Mr Hufton still applies the visual selection of his maiden ewes and engages Orange-based sheep breeding consultant Jason Southwell, to keep the Merino flock on course for conformation traits.
But he is convinced that productivity gains since 2018 can be attributed to his selection of Merino rams at Bundilla,Young, based upon their Australian Sheep Breeding Values (ASBV's) ranking in RamSelect.
"With RamSelect, our ram team data would come from the stud," Mr Hufton said.
"I enter the tag number each time I buy a ram or each time I cull a ram and it tracks all the data for you."
Mr Hufton said that to gain access to the information entered by the stud, it costs $25 a year for RamSelect, and the DNA test cost $800.
"We were going to enter a wether competition to see how our sheep compared to those entered," he said.

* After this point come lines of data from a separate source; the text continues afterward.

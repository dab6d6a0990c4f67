//! Names and constants of the on-disk snapshot layout.

// -------- Layer directory entries --------
pub const HEAD: &str = "HEAD";
/// Reserved: the dispatch layer shows the snapshot listing under this name.
pub const LIST: &str = "list";
pub const DATA_FILE: &str = "data";
pub const INDEX_FILE: &str = "index";
pub const PARENT_LINK: &str = "parent";
pub const CHILD_LINK: &str = "child";

// -------- Attributes --------
pub const SNAP_ROOT_KEY: &str = "trusted.fsnap.snapshot.file";
pub const SNAP_ROOT_VALUE: &[u8] = b"yes";
pub const IDENTITY_KEY: &str = "trusted.fsnap.gfid";

// -------- Temp names used during transitions --------
pub const TEMP_PART_SUFFIX: &str = ".fsnap-snapshot.part";
pub const TEMP_REVERT_SUFFIX: &str = ".fsnap-revert.tmp";
pub const INDEX_TMP_SUFFIX: &str = ".tmp";
pub const UNSHARE_TMP_SUFFIX: &str = ".fsnap-unshare.tmp";

// -------- Index format --------
// [start u64 BE][size u64 BE], no header.
pub const INDEX_RECORD_SIZE: usize = 16;

// -------- Limits / modes --------
pub const DEFAULT_MAX_CHAIN_DEPTH: usize = 20;
pub const DEFAULT_COPY_CHUNK: usize = 1024 * 1024;
pub const DEFAULT_DIR_MODE: u32 = 0o750;
pub const FROZEN_DATA_MODE: u32 = 0o400;
pub const FROZEN_INDEX_MODE: u32 = 0o400;
pub const HEAD_INDEX_MODE: u32 = 0o600;

// -------- Volume --------
pub const VOLUME_LOCK_FILE: &str = ".fsnap.lock";
pub const VOLUME_META_DIR: &str = ".fsnap";
pub const ATTRS_FILE: &str = "attrs.json";
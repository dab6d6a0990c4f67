//! Centralized configuration and builder for fsnap.
//!
//! Goals:
//! - Single place to collect tunables instead of scattering env lookups.
//! - SnapConfig::from_env() reads FSNAP_* variables on top of the defaults.
//! - VolumeBuilder produces a SnapConfig which Volume::open_with_config consumes.
//!
//! Defaults:
//! - max_chain_depth = 20 (layers per open handle, HEAD included)
//! - index_sync = deferred (HEAD index persisted on sync/close/quiesce)
//! - copy_chunk = 1 MiB (merge copy buffer during snapshot delete)
//! - dir_mode = 0o750 (snapshot root and layer directories)

use std::fmt;

/// When the HEAD index is written back to disk.
#[derive(Clone, Copy, Debug, PartialEq, Eq)]
pub enum IndexSync {
    /// Coalesce and persist after every write/truncate.
    OnWrite,
    /// Persist on explicit sync, last close and before lifecycle transitions.
    Deferred,
}

impl IndexSync {
    fn parse(s: &str) -> Option<Self> {
        match s.trim().to_ascii_lowercase().as_str() {
            "write" | "on-write" | "onwrite" | "sync" => Some(Self::OnWrite),
            "deferred" | "lazy" => Some(Self::Deferred),
            _ => None,
        }
    }
}

impl fmt::Display for IndexSync {
    fn fmt(&self, f: &mut fmt::Formatter<'_>) -> fmt::Result {
        match self {
            IndexSync::OnWrite => write!(f, "on-write"),
            IndexSync::Deferred => write!(f, "deferred"),
        }
    }
}

#[derive(Clone, Debug)]
pub struct SnapConfig {
    /// Maximum number of layers an open handle may hold.
    /// Env: FSNAP_MAX_CHAIN_DEPTH (default 20)
    pub max_chain_depth: usize,

    /// Env: FSNAP_INDEX_SYNC = write|deferred (default deferred)
    pub index_sync: IndexSync,

    /// Copy buffer used while merging layers on delete.
    /// Env: FSNAP_COPY_CHUNK (bytes, default 1 MiB, min 4096)
    pub copy_chunk: usize,

    /// Mode of directories created for snapshot roots and layers.
    /// Env: FSNAP_DIR_MODE (octal, default 750)
    pub dir_mode: u32,
}

impl Default for SnapConfig {
    fn default() -> Self {
        Self {
            max_chain_depth: crate::consts::DEFAULT_MAX_CHAIN_DEPTH,
            index_sync: IndexSync::Deferred,
            copy_chunk: crate::consts::DEFAULT_COPY_CHUNK,
            dir_mode: crate::consts::DEFAULT_DIR_MODE,
        }
    }
}

impl SnapConfig {
    /// Load configuration from environment variables.
    pub fn from_env() -> Self {
        let mut cfg = Self::default();

        if let Ok(v) = std::env::var("FSNAP_MAX_CHAIN_DEPTH") {
            if let Ok(n) = v.trim().parse::<usize>() {
                if n >= 1 {
                    cfg.max_chain_depth = n;
                }
            }
        }

        if let Ok(v) = std::env::var("FSNAP_INDEX_SYNC") {
            if let Some(mode) = IndexSync::parse(&v) {
                cfg.index_sync = mode;
            }
        }

        if let Ok(v) = std::env::var("FSNAP_COPY_CHUNK") {
            if let Ok(n) = v.trim().parse::<usize>() {
                cfg.copy_chunk = n.max(4096);
            }
        }

        if let Ok(v) = std::env::var("FSNAP_DIR_MODE") {
            if let Ok(m) = u32::from_str_radix(v.trim().trim_start_matches("0o"), 8) {
                cfg.dir_mode = m & 0o7777;
            }
        }

        cfg
    }

    pub fn with_max_chain_depth(mut self, n: usize) -> Self {
        self.max_chain_depth = n.max(1);
        self
    }

    pub fn with_index_sync(mut self, mode: IndexSync) -> Self {
        self.index_sync = mode;
        self
    }

    pub fn with_copy_chunk(mut self, bytes: usize) -> Self {
        self.copy_chunk = bytes.max(1);
        self
    }

    pub fn with_dir_mode(mut self, mode: u32) -> Self {
        self.dir_mode = mode & 0o7777;
        self
    }
}

impl fmt::Display for SnapConfig {
    fn fmt(&self, f: &mut fmt::Formatter<'_>) -> fmt::Result {
        write!(
            f,
            "SnapConfig {{ max_chain_depth: {}, index_sync: {}, copy_chunk: {}, dir_mode: {:o} }}",
            self.max_chain_depth, self.index_sync, self.copy_chunk, self.dir_mode,
        )
    }
}

/// Lightweight builder that produces a SnapConfig.
/// Volume exposes `Volume::builder()` returning this builder.
#[derive(Clone, Debug)]
pub struct VolumeBuilder {
    cfg: SnapConfig,
}

impl Default for VolumeBuilder {
    fn default() -> Self {
        // Start from env, then allow overrides.
        Self {
            cfg: SnapConfig::from_env(),
        }
    }
}

impl VolumeBuilder {
    pub fn new() -> Self {
        Self::default()
    }

    /// Start from a clean default (without reading env).
    pub fn from_default() -> Self {
        Self {
            cfg: SnapConfig::default(),
        }
    }

    pub fn max_chain_depth(mut self, n: usize) -> Self {
        self.cfg = self.cfg.with_max_chain_depth(n);
        self
    }

    pub fn index_sync(mut self, mode: IndexSync) -> Self {
        self.cfg.index_sync = mode;
        self
    }

    pub fn copy_chunk(mut self, bytes: usize) -> Self {
        self.cfg = self.cfg.with_copy_chunk(bytes);
        self
    }

    pub fn dir_mode(mut self, mode: u32) -> Self {
        self.cfg = self.cfg.with_dir_mode(mode);
        self
    }

    /// Finish the builder and obtain the configuration.
    pub fn build(self) -> SnapConfig {
        self.cfg
    }
}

"But it would have cost four grand in lost income so the DNA test is cheap.
"I test a draft of ewes to see where they are at and the rams are already tested by Bundilla because the data is in the catalogue."
Prior to 2018 he was buying rams based on visual selection and his interpretation of the data in the catalogue
But in 2018 he started using RamSelect to determine his ram purchases and in the following five years he has seen an exponential increase in the productive capability of his Merino ewe flock.

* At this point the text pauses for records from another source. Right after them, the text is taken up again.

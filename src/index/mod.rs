//! Interval index — the per-layer record of byte ranges a layer is
//! authoritative for.
//!
//! Between syncs the index is an append-mostly list: `insert` only ever
//! grows an entry or appends a new one, so the set is a conservative
//! superset of the bytes ever written to the layer. `sort_and_coalesce`
//! turns it into a sorted, disjoint cover before it is persisted.
//!
//! - codec.rs: on-disk format (16-byte big-endian records) and file I/O.

pub mod codec;

pub use codec::{decode, encode, load_index, store_index, write_index_to};

use serde::Serialize;

#[derive(Debug, Clone, Copy, PartialEq, Eq, Serialize)]
pub struct Interval {
    pub start: u64,
    pub size: u64,
}

impl Interval {
    pub fn new(start: u64, size: u64) -> Self {
        Self { start, size }
    }

    #[inline]
    pub fn end(&self) -> u64 {
        self.start.saturating_add(self.size)
    }

    #[inline]
    pub fn contains(&self, offset: u64) -> bool {
        self.start <= offset && offset < self.end()
    }

    #[inline]
    pub fn is_empty(&self) -> bool {
        self.size == 0
    }
}

#[derive(Debug, Clone, Default, PartialEq, Eq)]
pub struct IntervalIndex {
    entries: Vec<Interval>,
    // true when entries are sorted and pairwise disjoint
    coalesced: bool,
}

impl IntervalIndex {
    pub fn new() -> Self {
        Self {
            entries: Vec::new(),
            coalesced: true,
        }
    }

    /// Index of a freshly frozen root: one entry `[0, len)`.
    pub fn full(len: u64) -> Self {
        Self {
            entries: vec![Interval::new(0, len)],
            coalesced: true,
        }
    }

    pub fn from_entries(entries: Vec<Interval>) -> Self {
        let coalesced = is_sorted_disjoint(&entries);
        Self { entries, coalesced }
    }

    pub fn entries(&self) -> &[Interval] {
        &self.entries
    }

    pub fn len(&self) -> usize {
        self.entries.len()
    }

    pub fn is_empty(&self) -> bool {
        self.entries.is_empty()
    }

    pub fn is_coalesced(&self) -> bool {
        self.coalesced
    }

    /// Record that `[start, start+len)` now belongs to this layer.
    ///
    /// First entry that matches wins:
    /// (a) entry ends exactly at `start` → extend it;
    /// (b) entry starts at `start` → grow it if the new range is longer;
    /// (c) range starts inside the entry → extend the entry to the union;
    /// otherwise the range is appended.
    pub fn insert(&mut self, start: u64, len: u64) {
        let new_end = start.saturating_add(len);
        for e in self.entries.iter_mut() {
            if e.end() == start {
                e.size = e.size.saturating_add(len);
                self.coalesced = false;
                return;
            }
            if e.start == start {
                if len > e.size {
                    e.size = len;
                    self.coalesced = false;
                }
                return;
            }
            if e.start < start && e.end() > start {
                if new_end > e.end() {
                    e.size = new_end - e.start;
                    self.coalesced = false;
                }
                return;
            }
        }
        let appended = Interval::new(start, len);
        if self.coalesced {
            if let Some(last) = self.entries.last() {
                if appended.start <= last.end() {
                    self.coalesced = false;
                }
            }
        }
        self.entries.push(appended);
    }

    /// Forget everything at or beyond `new_len`.
    ///
    /// Entries starting at/after `new_len` are dropped, entries crossing it are
    /// clipped. An index left empty gets a zero-length marker at `new_len`.
    pub fn truncate(&mut self, new_len: u64) {
        self.entries.retain(|e| e.start < new_len);
        for e in self.entries.iter_mut() {
            if e.end() > new_len {
                e.size = new_len - e.start;
            }
        }
        if self.entries.is_empty() {
            self.entries.push(Interval::new(new_len, 0));
            self.coalesced = true;
        }
    }

    /// Sort by start and sweep-merge touching/overlapping entries.
    pub fn sort_and_coalesce(&mut self) {
        if self.coalesced {
            return;
        }
        let before = self.entries.len();
        let mut sorted = std::mem::take(&mut self.entries);
        sorted.sort_by_key(|e| (e.start, e.size));

        let mut out: Vec<Interval> = Vec::with_capacity(sorted.len());
        for e in sorted {
            if let Some(last) = out.last_mut() {
                if e.start <= last.end() {
                    if e.end() > last.end() {
                        last.size = e.end() - last.start;
                    }
                    continue;
                }
            }
            out.push(e);
        }

        if out.len() < before {
            log::debug!("index coalesced: {} -> {} entries", before, out.len());
        }
        self.entries = out;
        self.coalesced = true;
    }

    /// Coalesced copy, leaving `self` untouched.
    pub fn coalesced_copy(&self) -> Self {
        let mut c = self.clone();
        c.sort_and_coalesce();
        c
    }

    /// Entry covering `offset`, preferring the one reaching furthest.
    pub fn covering(&self, offset: u64) -> Option<Interval> {
        if self.coalesced {
            let pos = self.entries.partition_point(|e| e.start <= offset);
            if pos == 0 {
                return None;
            }
            let e = self.entries[pos - 1];
            return if e.contains(offset) { Some(e) } else { None };
        }
        self.entries
            .iter()
            .filter(|e| e.contains(offset))
            .max_by_key(|e| e.end())
            .copied()
    }

    /// Smallest entry start strictly inside `(lo, hi)`.
    pub fn first_start_within(&self, lo: u64, hi: u64) -> Option<u64> {
        if self.coalesced {
            let pos = self.entries.partition_point(|e| e.start <= lo);
            return self.entries[pos..]
                .iter()
                .find(|e| !e.is_empty())
                .map(|e| e.start)
                .filter(|&s| s < hi);
        }
        self.entries
            .iter()
            .filter(|e| !e.is_empty() && e.start > lo && e.start < hi)
            .map(|e| e.start)
            .min()
    }

    /// Ranges of `self` that `other` does not cover. Sorted, disjoint,
    /// never zero-length.
    pub fn subtract(&self, other: &IntervalIndex) -> Vec<Interval> {
        let a = self.coalesced_copy();
        let b: Vec<Interval> = other
            .coalesced_copy()
            .entries
            .into_iter()
            .filter(|e| !e.is_empty())
            .collect();

        let mut out = Vec::new();
        let mut j = 0usize;
        for e in a.entries.iter().filter(|e| !e.is_empty()) {
            let end = e.end();
            let mut cur = e.start;
            while j < b.len() && b[j].end() <= cur {
                j += 1;
            }
            let mut k = j;
            while cur < end {
                if k < b.len() && b[k].start < end {
                    if b[k].start > cur {
                        out.push(Interval::new(cur, b[k].start - cur));
                    }
                    cur = cur.max(b[k].end());
                    k += 1;
                } else {
                    out.push(Interval::new(cur, end - cur));
                    cur = end;
                }
            }
        }
        out
    }

    /// Coalesced union of both indexes.
    pub fn union(&self, other: &IntervalIndex) -> IntervalIndex {
        let mut entries = self.entries.clone();
        entries.extend_from_slice(&other.entries);
        let mut u = IntervalIndex {
            entries,
            coalesced: false,
        };
        u.sort_and_coalesce();
        u
    }

    /// Number of distinct bytes covered.
    pub fn covered_bytes(&self) -> u64 {
        self.coalesced_copy().entries.iter().map(|e| e.size).sum()
    }
}

/// Clip a list of ranges to `[0, len)`, dropping what falls outside.
pub fn clip_to(ranges: Vec<Interval>, len: u64) -> Vec<Interval> {
    ranges
        .into_iter()
        .filter(|r| r.start < len)
        .map(|r| Interval::new(r.start, r.size.min(len - r.start)))
        .filter(|r| !r.is_empty())
        .collect()
}

fn is_sorted_disjoint(entries: &[Interval]) -> bool {
    entries.windows(2).all(|w| w[0].end() < w[1].start)
}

"We have learnt to pay the extra money for the rams we want," he said.
"We can see for our Dual Purpose Plus Index we have moved it up 30 points."
The sheep enterprise is based on are running dual-purpose Merinos and selecting the higher rated rams for Merino Production Plus and Dual Purpose Plus, has proved the right decision for Mr Hufton.
"The only influence you can really have on your flock is the rams you buy and once we started using RamSelect it just showed we had been going nowhere," he said.
"The DNA test tells you where you are and you just can't buy rams under the average for those traits otherwise you are going backwards."
"We're in the top ten percent for the Index but that's because we have focused on buying those better rams."
Mr Hufton won't buy a ram with figures which are lower than the average and that is how he has kept his flock moving forward.
"The productivity has been increasing each year," he said.
Having a split joining has meant better use of the top rams as they get to cover more of the 6000 Merino ewes in the season.
"It tightens your genetic pool which is lifting genetics over the whole flock and the results are in the paddocks," he said.
"The number of lambs we are getting now is amazing."
His latest scanning showed 173pc in lamb - "we've never done that before," he said.